Great news: the Information Commissioner, hitherto a fairly scant presence in our national life, will from April 6th, take stern action when a complaint about cold calling is received. Previously, damage had to be proven. No longer. Action will include punitive fines. It can’t come soon enough. But there is a flaw here – acting after complaints gave come in and been investigated will be too late for other people who fall victim to future waves of cold calling and who are fleeced before anyone else can bring them to the attention of the Information Commissioner’s office . These firms should first have to obtain a licence and be bound by rules before they start calling. Let me explain why.

I’m quite used to cold callers by now, as most of us are, having been approached about everything from PPI compensation (who hasn’t?), voluntary bankruptcy, “a recent road traffic accident”, and, a bit of a collector’s item this, compo for loss of hearing through working in heavy industry (the government had just passed a law for this. I’ve never worked in a foundry or the like, by the way).

All follow a pattern I am sure is familiar; an official-sounding but bogus “company” name; a fairly clumsy attempt to pass themselves off as being connected with a proper business you will have heard of, such as your car insurer; the fishing for personal details; the transparently false assurance that they just want to check details; the persistence of the cold caller, and the final offer to send some information with no obligation. All the cold callers are, painfully, obviously driven by their pitiful bonuses to try and mug as many punters as possible – “leads” for their own clients.

All fairly routine. Recently, though, I received a call that was much more sinister, if predictable enough in its own way.

The call went like this. Cheerfully, I was offered a “free assessment” of my pension provision – having fished around to find out if I have in fact got any private pensions (if you’re only going to get a state pension obviously they don’t want to help you out). If you foolishly agree to allow strangers from a firm you’ve never heard of ferreting around in one of your most private and valuable assets, with a view to stealing some of it, they will then courier round a document that confirms the details you’ve given and, crucially, allows them to persuade you personally to sign a letter of authorisation, so they can ferret away apparently with our consent. They tell you this is because so much of their stuff gets lost in the Royal mail; that is rubbish. In reality (after a little persistent questioning on my part) it becomes apparent that they do it this way so that the courier can pressure you into signing on the dotted line there and then – no time for you to consider what you're doing, let alone consult friends, family or proper financial advisers, or indeed your pension provider.

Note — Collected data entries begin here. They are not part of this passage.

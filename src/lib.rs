//! classforge
//!
//! Runtime synthesis of JVM classes: composable bytecode emission with operand
//! stack accounting, call-dispatch resolution, type coercions, annotation
//! writing and an immutable model of the type under construction.
//!
//! ## Architecture
//!
//! - **description**: read-only descriptions of types, methods, fields and annotations
//! - **codegen**: stack manipulations, sinks, dispatch, coercion chain, annotations
//! - **instrumented**: versioned snapshots of a type being built, naming, initializers
//! - **config**: settings of a build session
//!
//! ## Emission Flow
//!
//! ```text
//! InstrumentedType → MethodDescription → MethodInvocation / Assigner → StackManipulation
//!                                                                         ↓
//!                                                    MethodSink (InstructionRecorder, CodeBuffer)
//! ```

pub mod codegen;
pub mod config;
pub mod description;
pub mod error;
pub mod instrumented;

pub use config::Config;
pub use error::{Error, Result};
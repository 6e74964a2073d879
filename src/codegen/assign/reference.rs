use super::Assigner;
use crate::codegen::ops::TypeCasting;
use crate::codegen::stack::{Illegal, StackManipulation, Trivial};
use crate::description::TypeDescription;

/// Assigns references by widening, or by a checked cast when dynamically
/// typed. Primitives are only assignable to themselves.
#[derive(Debug, Clone, Copy, Default)]
pub struct ReferenceTypeAwareAssigner;

impl Assigner for ReferenceTypeAwareAssigner {
    fn assign(&self, source: &TypeDescription, target: &TypeDescription, dynamically_typed: bool) -> Box<dyn StackManipulation> {
        if source.is_primitive() || target.is_primitive() {
            if source == target {
                Trivial.boxed()
            } else {
                Illegal.boxed()
            }
        } else if target.is_assignable_from(source) {
            Trivial.boxed()
        } else if dynamically_typed {
            TypeCasting(target.clone()).boxed()
        } else {
            Illegal.boxed()
        }
    }
}

#[cfg(test)]
mod tests {
    use super::*;
    use crate::codegen::opcodes;
    use crate::codegen::sink::{Instruction, InstructionRecorder};
    use crate::codegen::stack::{Context, Size};

    #[test]
    fn test_widening_is_trivial() {
        let assignment = ReferenceTypeAwareAssigner.assign(&TypeDescription::string(), &TypeDescription::object(), false);
        let mut recorder = InstructionRecorder::new();
        assert!(assignment.is_valid());
        assert_eq!(assignment.apply(&mut recorder, &Context::default()), Size::ZERO);
        assert!(recorder.is_empty());
    }

    #[test]
    fn test_narrowing_requires_dynamic_typing() {
        let object = TypeDescription::object();
        let string = TypeDescription::string();
        assert!(!ReferenceTypeAwareAssigner.assign(&object, &string, false).is_valid());
        let cast = ReferenceTypeAwareAssigner.assign(&object, &string, true);
        let mut recorder = InstructionRecorder::new();
        assert_eq!(cast.apply(&mut recorder, &Context::default()), Size::ZERO);
        assert_eq!(recorder.instructions(), &[Instruction::Type(opcodes::CHECKCAST, "java/lang/String".into())]);
    }

    #[test]
    fn test_primitive_mismatch() {
        assert!(ReferenceTypeAwareAssigner.assign(&TypeDescription::int(), &TypeDescription::int(), false).is_valid());
        assert!(!ReferenceTypeAwareAssigner.assign(&TypeDescription::int(), &TypeDescription::object(), true).is_valid());
    }
}
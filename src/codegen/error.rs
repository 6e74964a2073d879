//! Specific error types for code generation operations

use thiserror::Error;

/// Errors that can occur during constant pool operations
#[derive(Error, Debug, Clone, PartialEq, Eq)]
pub enum ConstPoolError {
    #[error("Constant pool is out of space")]
    OutOfSpace,
    #[error("Invalid constant pool index: {0}")]
    InvalidIndex(u16),
    #[error("Utf8 constant of {length} bytes exceeds 65535")]
    Utf8TooLong { length: usize },
    #[error("Operand out of range for {opcode}: {value}")]
    OperandOutOfRange { opcode: &'static str, value: i64 },
}

/// Errors that can occur while emitting method bodies
#[derive(Error, Debug, Clone, PartialEq, Eq)]
pub enum EmitError {
    #[error("Illegal stack manipulation: {what}")]
    IllegalManipulation { what: String },
    #[error("Cannot assign {from} to {to}")]
    IncompatibleTypes { from: String, to: String },
    #[error("Operand stack exceeds {limit} slots: {required}")]
    StackOverflow { required: i32, limit: u16 },
    #[error("Local variable array exceeds {limit} slots: {required}")]
    TooManyLocals { required: i32, limit: u16 },
}

/// Errors that can occur while writing annotations
#[derive(Error, Debug, Clone, PartialEq, Eq)]
pub enum AnnotationError {
    #[error("Could not read member '{member}' of {annotation}: {reason}")]
    MetadataUnreadable {
        annotation: String,
        member: String,
        reason: String,
    },
}

/// Generic result type for constant pool operations
pub type ConstPoolResult<T> = Result<T, ConstPoolError>;

/// Generic result type for emission operations
pub type EmitResult<T> = Result<T, EmitError>;
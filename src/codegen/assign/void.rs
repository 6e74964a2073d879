use super::Assigner;
use crate::codegen::constant::DefaultValue;
use crate::codegen::ops::Removal;
use crate::codegen::stack::{Illegal, StackManipulation, Trivial};
use crate::description::TypeDescription;

/// Handles assignments from and to `void` and delegates everything else.
///
/// A value assigned to `void` is popped. Assigning `void` to a value type
/// pushes the type's default value when enabled and is illegal otherwise.
#[derive(Debug)]
pub struct VoidAwareAssigner {
    chained: Box<dyn Assigner>,
    return_default_value: bool,
}

impl VoidAwareAssigner {
    pub fn new(chained: Box<dyn Assigner>, return_default_value: bool) -> Self {
        Self { chained, return_default_value }
    }
}

impl Assigner for VoidAwareAssigner {
    fn assign(&self, source: &TypeDescription, target: &TypeDescription, dynamically_typed: bool) -> Box<dyn StackManipulation> {
        match (source.is_void(), target.is_void()) {
            (true, true) => Trivial.boxed(),
            (true, false) if self.return_default_value => DefaultValue(target.clone()).boxed(),
            (true, false) => Illegal.boxed(),
            (false, true) => Removal::of(source).boxed(),
            (false, false) => self.chained.assign(source, target, dynamically_typed),
        }
    }
}

#[cfg(test)]
mod tests {
    use super::*;
    use crate::codegen::assign::ReferenceTypeAwareAssigner;
    use crate::codegen::opcodes;
    use crate::codegen::sink::InstructionRecorder;
    use crate::codegen::stack::{Context, Size};

    #[test]
    fn test_void_to_value_requires_default() {
        let strict = VoidAwareAssigner::new(Box::new(ReferenceTypeAwareAssigner), false);
        assert!(!strict.assign(&TypeDescription::void(), &TypeDescription::int(), false).is_valid());

        let lenient = VoidAwareAssigner::new(Box::new(ReferenceTypeAwareAssigner), true);
        let assignment = lenient.assign(&TypeDescription::void(), &TypeDescription::double(), false);
        let mut recorder = InstructionRecorder::new();
        assert_eq!(assignment.apply(&mut recorder, &Context::default()), Size::new(2, 2));
        assert_eq!(recorder.opcodes(), vec![opcodes::DCONST_0]);
    }

    #[test]
    fn test_void_to_void_is_trivial() {
        let assigner = VoidAwareAssigner::new(Box::new(ReferenceTypeAwareAssigner), false);
        let assignment = assigner.assign(&TypeDescription::void(), &TypeDescription::void(), false);
        let mut recorder = InstructionRecorder::new();
        assert_eq!(assignment.apply(&mut recorder, &Context::default()), Size::ZERO);
        assert!(recorder.is_empty());
    }
}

What happens then? I dread to imagine. I would think you will indeed be given an “assessment” recommending you move your pension pot to one or more of their clients, in which case they will get a fat, undisclosed fee, and you may well end up with much worse performance and/or higher charges than you had before. They might even fool you into swapping a final salary pension for some duff annuity. Chilling.

That’s the warning. Yet I wonder why are these cold callers, as they freely admit, not registered, regulated or otherwise officially sanctioned? Are they regulated if they pretend to be or act as financial advisers? Who will be liable when it all goes wrong? What price will be paid by the state when the defrauded pensioners have to fall back on benefits, having lost their security in old age to legally sanctioned theft?

All questions for the current pensions minister Steve Webb, sure - but also for his successors in five, ten, twenty years’ time when this fraud really starts to work its way through the system. It will happen. Older people have enough to contend with without this additional attack on their security. They don’t like putting the phone down, they are maybe not as sharp as they once were, and can quite easily be bullied by some “courier” on their doorstep with a pen and a complicated document in hand (no independent witness apparently required). The pickings for the vultures are substantial. I am much in favour of Mr Webb’s reforms, but I do worry about how they will turn out.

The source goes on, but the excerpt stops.